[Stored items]
==========
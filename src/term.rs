use std::io::{self, stdout, Stdout, Write};
use std::time::Duration;

use crossterm::event::{poll, read, Event, KeyEvent};
use crossterm::terminal::{ClearType, EnterAlternateScreen, LeaveAlternateScreen};
use crossterm::{cursor, execute, queue, style, terminal};

pub type TermInt = u16;
pub type Coords = (TermInt, TermInt);

/// Owns the terminal for the lifetime of a game. Raw mode and the alternate
/// screen are released on drop, whichever way the game ends.
pub struct TermManager {
    width: TermInt,
    height: TermInt,
    stdout: Stdout,
    screen: Vec<char>,
    current_msg: Option<Message>,
    active: bool,
}

struct Message {
    top_left: Coords,
    width: TermInt,
    height: TermInt,
}

impl TermManager {
    /// Claims a `width` x `height` area in the top left corner of the terminal.
    pub fn new(width: TermInt, height: TermInt) -> Self {
        let screen = vec![' '; width as usize * height as usize];
        TermManager { width, height, stdout: stdout(), screen, current_msg: None, active: false }
    }

    pub fn terminal_size() -> io::Result<Coords> {
        terminal::size()
    }

    pub fn setup(&mut self) -> io::Result<()> {
        execute!(self.stdout, EnterAlternateScreen)?;
        self.active = true;
        terminal::enable_raw_mode()?;
        execute!(self.stdout, cursor::Hide, cursor::DisableBlinking)
    }

    pub fn restore(&mut self) -> io::Result<()> {
        if !self.active {
            return Ok(());
        }
        self.active = false;
        terminal::disable_raw_mode()?;
        execute!(self.stdout, cursor::Show, cursor::EnableBlinking, LeaveAlternateScreen)
    }

    /// Waits up to `timeout` for a key, returning `None` if none arrived.
    pub fn read_key_timeout(&self, timeout: Duration) -> io::Result<Option<KeyEvent>> {
        if !poll(timeout)? {
            return Ok(None);
        }
        match read()? {
            Event::Key(ev) => Ok(Some(ev)),
            _ => Ok(None),
        }
    }

    pub fn draw_borders(&mut self, width: TermInt, height: TermInt) -> io::Result<()> {
        let end_x = width - 1;
        let end_y = height - 1;

        for x in 0..width {
            let ch = if x == 0 || x == end_x { '+' } else { '-' };
            self.print_at((x, 0), ch)?;
            self.print_at((x, end_y), ch)?;
        }

        for y in 1..end_y {
            self.print_at((0, y), '|')?;
            self.print_at((end_x, y), '|')?;
        }

        Ok(())
    }

    pub fn print_str_at(&mut self, pos: Coords, text: &str) -> io::Result<()> {
        for (i, ch) in text.chars().enumerate() {
            self.print_at((pos.0 + i as TermInt, pos.1), ch)?;
        }
        Ok(())
    }

    pub fn show_message(&mut self, lines: &[&str]) -> io::Result<()> {
        if self.has_message() {
            self.hide_message()?;
        }

        let msg_height = (lines.len() + 2) as TermInt;
        let msg_width = (lines.iter().map(|x| x.chars().count()).max().unwrap_or(0) + 2) as TermInt;
        let top_left = (
            (self.width / 2).saturating_sub(msg_width / 2),
            (self.height / 2).saturating_sub(msg_height / 2),
        );

        for y in [top_left.1, top_left.1 + msg_height - 1] {
            for x_diff in 0..msg_width {
                self.print_at_no_save((top_left.0 + x_diff, y), ' ')?;
            }
        }

        for (i, line) in lines.iter().enumerate() {
            let padded_line = format!("{line: ^width$}", line = line, width = msg_width as usize);
            let y = top_left.1 + i as TermInt + 1;
            for (x_diff, ch) in padded_line.chars().enumerate() {
                self.print_at_no_save((top_left.0 + x_diff as TermInt, y), ch)?;
            }
        }

        self.current_msg = Some(Message { top_left, width: msg_width, height: msg_height });
        self.flush()
    }

    pub fn hide_message(&mut self) -> io::Result<()> {
        let msg = match self.current_msg.take() {
            Some(msg) => msg,
            None => return Ok(()),
        };

        // Put back what the message covered
        for y_diff in 0..msg.height {
            for x_diff in 0..msg.width {
                let (x, y) = (msg.top_left.0 + x_diff, msg.top_left.1 + y_diff);
                if let Some(ch) = self.saved(x, y) {
                    self.print_at_no_save((x, y), ch)?;
                }
            }
        }

        self.flush()
    }

    pub fn print_at(&mut self, pos: Coords, ch: char) -> io::Result<()> {
        self.print_at_no_save(pos, ch)?;
        if pos.0 < self.width && pos.1 < self.height {
            self.screen[self.width as usize * pos.1 as usize + pos.0 as usize] = ch;
        }
        Ok(())
    }

    pub fn clear(&mut self) -> io::Result<()> {
        execute!(self.stdout, terminal::Clear(ClearType::All))?;
        self.screen = vec![' '; self.width as usize * self.height as usize];
        self.current_msg = None;
        Ok(())
    }

    pub fn flush(&mut self) -> io::Result<()> {
        self.stdout.flush()
    }

    pub fn has_message(&self) -> bool {
        self.current_msg.is_some()
    }

    ///////////////////////////////////////////////////////////////////////////

    fn saved(&self, x: TermInt, y: TermInt) -> Option<char> {
        if x < self.width && y < self.height {
            Some(self.screen[self.width as usize * y as usize + x as usize])
        } else {
            None
        }
    }

    fn print_at_no_save(&mut self, pos: Coords, ch: char) -> io::Result<()> {
        // Messages skip the screen buffer so hiding them can restore it
        queue!(self.stdout, cursor::MoveTo(pos.0, pos.1), style::Print(ch))
    }
}

impl Drop for TermManager {
    fn drop(&mut self) {
        if let Err(e) = self.restore() {
            log::error!("Failed to restore terminal: {}", e);
        }
    }
}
==========
**ASSIGNMENT:**
Review the entries above and return every line where "match" appears.

**RESULT:**
        match read()? {
        let msg = match self.current_msg.take() {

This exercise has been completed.